▸ Your assignment
In the data below, the answer is the run of lines from the line containing "use bytes::Bytes;" through the line containing "pub const TELEMETRY_API_ROUTE: &str", both included; print it exactly and nothing else.

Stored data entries
= Beginning of Section =

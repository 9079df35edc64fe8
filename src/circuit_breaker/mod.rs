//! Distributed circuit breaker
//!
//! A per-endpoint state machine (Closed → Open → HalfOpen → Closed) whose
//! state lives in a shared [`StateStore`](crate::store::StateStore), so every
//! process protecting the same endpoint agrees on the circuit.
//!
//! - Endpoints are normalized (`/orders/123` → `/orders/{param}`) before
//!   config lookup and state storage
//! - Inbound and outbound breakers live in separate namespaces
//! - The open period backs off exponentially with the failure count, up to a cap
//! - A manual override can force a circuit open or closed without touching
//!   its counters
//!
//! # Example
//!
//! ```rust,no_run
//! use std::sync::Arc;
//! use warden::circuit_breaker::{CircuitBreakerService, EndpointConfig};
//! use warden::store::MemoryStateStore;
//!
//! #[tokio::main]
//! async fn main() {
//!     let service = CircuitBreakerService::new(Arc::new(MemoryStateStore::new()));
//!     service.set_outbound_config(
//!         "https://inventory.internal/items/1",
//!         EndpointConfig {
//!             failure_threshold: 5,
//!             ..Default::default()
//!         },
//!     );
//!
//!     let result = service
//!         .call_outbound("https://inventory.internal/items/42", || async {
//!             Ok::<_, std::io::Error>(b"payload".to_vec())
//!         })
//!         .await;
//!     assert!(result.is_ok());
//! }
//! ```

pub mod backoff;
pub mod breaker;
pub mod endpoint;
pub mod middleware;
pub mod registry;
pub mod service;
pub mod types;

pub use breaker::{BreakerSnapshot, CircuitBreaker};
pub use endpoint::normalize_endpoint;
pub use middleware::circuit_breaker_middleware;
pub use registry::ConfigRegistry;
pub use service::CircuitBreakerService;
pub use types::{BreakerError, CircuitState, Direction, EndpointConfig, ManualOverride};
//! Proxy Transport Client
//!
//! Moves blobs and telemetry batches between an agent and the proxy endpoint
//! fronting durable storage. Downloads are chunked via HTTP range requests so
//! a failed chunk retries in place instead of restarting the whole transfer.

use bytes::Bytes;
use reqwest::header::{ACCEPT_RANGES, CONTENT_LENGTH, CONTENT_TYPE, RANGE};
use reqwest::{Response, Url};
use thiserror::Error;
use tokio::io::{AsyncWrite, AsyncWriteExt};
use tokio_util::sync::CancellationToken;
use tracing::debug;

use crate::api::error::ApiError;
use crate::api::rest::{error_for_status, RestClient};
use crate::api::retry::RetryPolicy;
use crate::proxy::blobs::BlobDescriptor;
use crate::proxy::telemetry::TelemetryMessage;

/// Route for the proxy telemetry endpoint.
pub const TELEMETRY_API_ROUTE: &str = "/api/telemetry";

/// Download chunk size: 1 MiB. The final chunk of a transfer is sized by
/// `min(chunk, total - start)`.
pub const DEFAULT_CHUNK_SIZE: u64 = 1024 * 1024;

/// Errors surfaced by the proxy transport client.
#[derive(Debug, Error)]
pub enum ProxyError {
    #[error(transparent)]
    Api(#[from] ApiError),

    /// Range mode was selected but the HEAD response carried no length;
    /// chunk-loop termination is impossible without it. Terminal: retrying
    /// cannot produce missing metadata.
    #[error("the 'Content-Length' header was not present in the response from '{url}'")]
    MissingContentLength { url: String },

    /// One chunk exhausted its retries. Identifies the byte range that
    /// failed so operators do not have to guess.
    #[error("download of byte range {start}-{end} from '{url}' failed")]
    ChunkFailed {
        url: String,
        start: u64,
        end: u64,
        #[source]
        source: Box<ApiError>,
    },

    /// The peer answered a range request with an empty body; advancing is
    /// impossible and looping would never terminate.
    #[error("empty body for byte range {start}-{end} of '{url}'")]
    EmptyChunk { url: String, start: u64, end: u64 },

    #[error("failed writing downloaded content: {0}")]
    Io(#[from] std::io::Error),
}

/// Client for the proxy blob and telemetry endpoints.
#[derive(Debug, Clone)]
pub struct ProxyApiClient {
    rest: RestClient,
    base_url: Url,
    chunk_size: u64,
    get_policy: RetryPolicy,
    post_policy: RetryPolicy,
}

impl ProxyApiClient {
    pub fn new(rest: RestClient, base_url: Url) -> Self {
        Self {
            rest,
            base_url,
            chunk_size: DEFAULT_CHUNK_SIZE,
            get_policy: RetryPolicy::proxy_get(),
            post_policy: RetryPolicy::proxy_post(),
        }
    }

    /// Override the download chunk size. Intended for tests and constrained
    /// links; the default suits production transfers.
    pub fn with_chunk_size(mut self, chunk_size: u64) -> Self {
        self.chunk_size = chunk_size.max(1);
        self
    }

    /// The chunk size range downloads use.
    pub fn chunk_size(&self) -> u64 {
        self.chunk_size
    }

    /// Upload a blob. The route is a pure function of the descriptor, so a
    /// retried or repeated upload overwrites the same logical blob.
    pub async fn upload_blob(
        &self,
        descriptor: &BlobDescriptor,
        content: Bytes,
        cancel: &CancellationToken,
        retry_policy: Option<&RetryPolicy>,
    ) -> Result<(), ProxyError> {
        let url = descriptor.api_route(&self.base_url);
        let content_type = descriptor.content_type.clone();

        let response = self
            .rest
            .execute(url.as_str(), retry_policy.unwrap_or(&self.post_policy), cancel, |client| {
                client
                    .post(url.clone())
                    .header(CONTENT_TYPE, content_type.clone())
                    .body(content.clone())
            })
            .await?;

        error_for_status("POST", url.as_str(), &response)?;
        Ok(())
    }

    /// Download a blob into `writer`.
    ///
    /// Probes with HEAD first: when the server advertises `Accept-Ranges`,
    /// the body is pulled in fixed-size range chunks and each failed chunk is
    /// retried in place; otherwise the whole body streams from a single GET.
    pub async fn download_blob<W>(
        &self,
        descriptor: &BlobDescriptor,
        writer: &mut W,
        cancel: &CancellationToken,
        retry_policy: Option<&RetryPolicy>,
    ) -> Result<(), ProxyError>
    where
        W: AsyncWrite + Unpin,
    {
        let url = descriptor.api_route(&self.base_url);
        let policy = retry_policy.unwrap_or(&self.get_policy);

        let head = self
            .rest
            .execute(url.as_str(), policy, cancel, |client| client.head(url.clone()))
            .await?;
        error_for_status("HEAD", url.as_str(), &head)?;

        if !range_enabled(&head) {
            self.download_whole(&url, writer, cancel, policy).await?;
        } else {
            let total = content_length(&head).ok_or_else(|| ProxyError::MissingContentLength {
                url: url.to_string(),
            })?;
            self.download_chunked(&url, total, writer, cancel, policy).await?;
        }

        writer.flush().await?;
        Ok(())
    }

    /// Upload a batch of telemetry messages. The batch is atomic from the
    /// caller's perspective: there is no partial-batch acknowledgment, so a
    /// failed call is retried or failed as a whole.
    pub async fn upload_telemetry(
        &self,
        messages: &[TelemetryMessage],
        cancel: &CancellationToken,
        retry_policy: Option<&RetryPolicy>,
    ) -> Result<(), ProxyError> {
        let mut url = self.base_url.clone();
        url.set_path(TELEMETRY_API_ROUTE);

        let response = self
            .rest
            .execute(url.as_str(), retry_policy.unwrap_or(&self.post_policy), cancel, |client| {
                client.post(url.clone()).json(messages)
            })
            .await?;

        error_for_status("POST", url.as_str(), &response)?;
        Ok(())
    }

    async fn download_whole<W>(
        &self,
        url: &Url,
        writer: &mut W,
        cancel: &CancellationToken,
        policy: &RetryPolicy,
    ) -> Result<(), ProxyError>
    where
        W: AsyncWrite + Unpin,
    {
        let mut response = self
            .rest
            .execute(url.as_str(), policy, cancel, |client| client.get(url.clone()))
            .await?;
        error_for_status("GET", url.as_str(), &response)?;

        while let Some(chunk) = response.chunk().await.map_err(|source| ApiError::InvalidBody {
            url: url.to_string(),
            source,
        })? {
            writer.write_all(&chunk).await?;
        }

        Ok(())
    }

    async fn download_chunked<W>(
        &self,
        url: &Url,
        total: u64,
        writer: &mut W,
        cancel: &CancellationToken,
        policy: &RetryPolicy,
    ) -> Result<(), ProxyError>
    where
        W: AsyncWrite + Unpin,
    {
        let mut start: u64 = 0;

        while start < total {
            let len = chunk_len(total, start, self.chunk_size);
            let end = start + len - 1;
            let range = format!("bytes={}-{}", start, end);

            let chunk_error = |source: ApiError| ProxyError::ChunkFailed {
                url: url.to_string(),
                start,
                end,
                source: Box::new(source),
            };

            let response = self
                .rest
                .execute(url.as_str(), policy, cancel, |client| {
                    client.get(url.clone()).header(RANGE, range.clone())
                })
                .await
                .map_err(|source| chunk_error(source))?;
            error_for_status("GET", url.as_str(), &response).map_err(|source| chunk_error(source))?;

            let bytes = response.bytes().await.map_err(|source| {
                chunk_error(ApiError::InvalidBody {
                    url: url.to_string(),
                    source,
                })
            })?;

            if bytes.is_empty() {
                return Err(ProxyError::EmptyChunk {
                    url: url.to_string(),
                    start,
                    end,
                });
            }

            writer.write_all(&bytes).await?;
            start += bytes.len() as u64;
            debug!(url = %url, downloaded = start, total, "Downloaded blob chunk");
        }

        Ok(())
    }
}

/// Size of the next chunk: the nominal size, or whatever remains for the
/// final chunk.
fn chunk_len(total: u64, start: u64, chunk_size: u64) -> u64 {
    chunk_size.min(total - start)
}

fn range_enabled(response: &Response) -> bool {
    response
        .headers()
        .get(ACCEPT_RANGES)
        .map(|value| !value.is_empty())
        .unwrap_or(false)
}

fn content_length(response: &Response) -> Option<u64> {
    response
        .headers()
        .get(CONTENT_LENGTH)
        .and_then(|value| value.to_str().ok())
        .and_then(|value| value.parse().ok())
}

= End of Section =

▸ Reply
use bytes::Bytes;
use reqwest::header::{ACCEPT_RANGES, CONTENT_LENGTH, CONTENT_TYPE, RANGE};
use reqwest::{Response, Url};
use thiserror::Error;
use tokio::io::{AsyncWrite, AsyncWriteExt};
use tokio_util::sync::CancellationToken;
use tracing::debug;

use crate::api::error::ApiError;
use crate::api::rest::{error_for_status, RestClient};
use crate::api::retry::RetryPolicy;
use crate::proxy::blobs::BlobDescriptor;
use crate::proxy::telemetry::TelemetryMessage;

/// Route for the proxy telemetry endpoint.
pub const TELEMETRY_API_ROUTE: &str = "/api/telemetry";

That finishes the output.